After reading the lines below, count those that contain "first" and give the count alone.
════════════════
/// Pagination Driver - single-flight forward pagination
use crate::models::PageCursor;
use tracing::debug;

#[derive(Debug, Clone, Copy, PartialEq, Eq)]
pub enum PaginationState {
    /// Ready to fetch `next`
    Idle { next: PageCursor },
    /// One request outstanding for `cursor`
    Fetching { cursor: PageCursor },
    /// Server reported no further pages
    Exhausted,
}

#[derive(Debug, Clone)]
pub struct PaginationDriver {
    state: PaginationState,
    page_size: u32,
    margin: f64,
}

impl PaginationDriver {
    pub fn new(page_size: u32, margin: f64) -> Self {
        Self {
            state: PaginationState::Idle {
                next: PageCursor::first(page_size),
            },
            page_size,
            margin,
        }
    }

    /// Back to the first page, discarding any outstanding fetch
    pub fn reset(&mut self) {
        self.state = PaginationState::Idle {
            next: PageCursor::first(self.page_size),
        };
    }

    pub fn state(&self) -> PaginationState {
        self.state
    }

    pub fn is_fetching(&self) -> bool {
        matches!(self.state, PaginationState::Fetching { .. })
    }

    pub fn is_exhausted(&self) -> bool {
        self.state == PaginationState::Exhausted
    }

    /// Whether the end sentinel is close enough to count as a proximity signal
    pub fn within_margin(&self, distance_to_end: f64) -> bool {
        distance_to_end <= self.margin
    }

    /// Accept a proximity signal.
    ///
    /// Returns the cursor to fetch, or `None` when the signal must be dropped
    /// (already fetching, or exhausted).
    pub fn begin(&mut self) -> Option<PageCursor> {
        match self.state {
            PaginationState::Idle { next } => {
                self.state = PaginationState::Fetching { cursor: next };
                debug!("Pagination: Idle -> Fetching page {}", next.page());
                Some(next)
            }
            PaginationState::Fetching { cursor } => {
                debug!("Pagination: page {} already in flight, signal dropped", cursor.page());
                None
            }
            PaginationState::Exhausted => None,
        }
    }

    /// Record a successful fetch of `cursor`.
    ///
    /// Returns `false` if this response is stale (the driver is no longer
    /// waiting for it) and must be discarded.
    pub fn complete(&mut self, cursor: PageCursor, next: Option<PageCursor>) -> bool {
        if self.state != (PaginationState::Fetching { cursor }) {
            return false;
        }

        self.state = match next {
            Some(next) => PaginationState::Idle { next },
            None => PaginationState::Exhausted,
        };
        debug!("Pagination: page {} done -> {:?}", cursor.page(), self.state);
        true
    }

    /// Re-arm after a failed fetch so the next signal retries the same cursor
    pub fn fail(&mut self, cursor: PageCursor) -> bool {
        if self.state != (PaginationState::Fetching { cursor }) {
            return false;
        }
        self.state = PaginationState::Idle { next: cursor };
        true
    }
}

#[cfg(test)]
mod tests {
    use super::*;

    #[test]
    fn test_single_flight() {
        let mut driver = PaginationDriver::new(5, 100.0);

        let cursor = driver.begin().unwrap();
        assert_eq!(cursor.page(), 1);
        assert!(driver.is_fetching());

        // Second signal while fetching is dropped, not queued
        assert!(driver.begin().is_none());

        assert!(driver.complete(cursor, Some(cursor.next())));
        assert_eq!(driver.begin().map(|c| c.page()), Some(2));
    }

    #[test]
    fn test_exhaustion_is_terminal() {
        let mut driver = PaginationDriver::new(5, 100.0);
        let cursor = driver.begin().unwrap();

        assert!(driver.complete(cursor, None));
        assert!(driver.is_exhausted());
        assert!(driver.begin().is_none());
    }

    #[test]
    fn test_failure_rearms_same_cursor() {
        let mut driver = PaginationDriver::new(5, 100.0);
        let first = driver.begin().unwrap();
        driver.complete(first, Some(first.next()));

        let second = driver.begin().unwrap();
        assert!(driver.fail(second));
        assert!(!driver.is_exhausted());
        assert_eq!(driver.state(), PaginationState::Idle { next: second });
        assert_eq!(driver.begin(), Some(second));
    }

    #[test]
    fn test_stale_completion_ignored() {
        let mut driver = PaginationDriver::new(5, 100.0);
        let first = driver.begin().unwrap();
        driver.complete(first, Some(first.next()));

        // A late duplicate response for page 1 changes nothing
        assert!(!driver.complete(first, None));
        assert!(!driver.fail(first));
        assert_eq!(driver.state(), PaginationState::Idle { next: first.next() });
    }

    #[test]
    fn test_reset_orphans_outstanding_fetch() {
        let mut driver = PaginationDriver::new(5, 100.0);
        let first = driver.begin().unwrap();
        driver.complete(first, None);
        assert!(driver.is_exhausted());

        driver.reset();
        let again = driver.begin().unwrap();
        assert_eq!(again.page(), 1);

        driver.reset();
        // The fetch issued before the reset is no longer awaited
        assert!(!driver.complete(again, None));
        assert_eq!(driver.state(), PaginationState::Idle { next: again });
    }

    #[test]
    fn test_within_margin() {
        let driver = PaginationDriver::new(5, 100.0);
        assert!(driver.within_margin(40.0));
        assert!(driver.within_margin(100.0));
        assert!(!driver.within_margin(250.0));
    }
}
════════════════
Exercise output: 12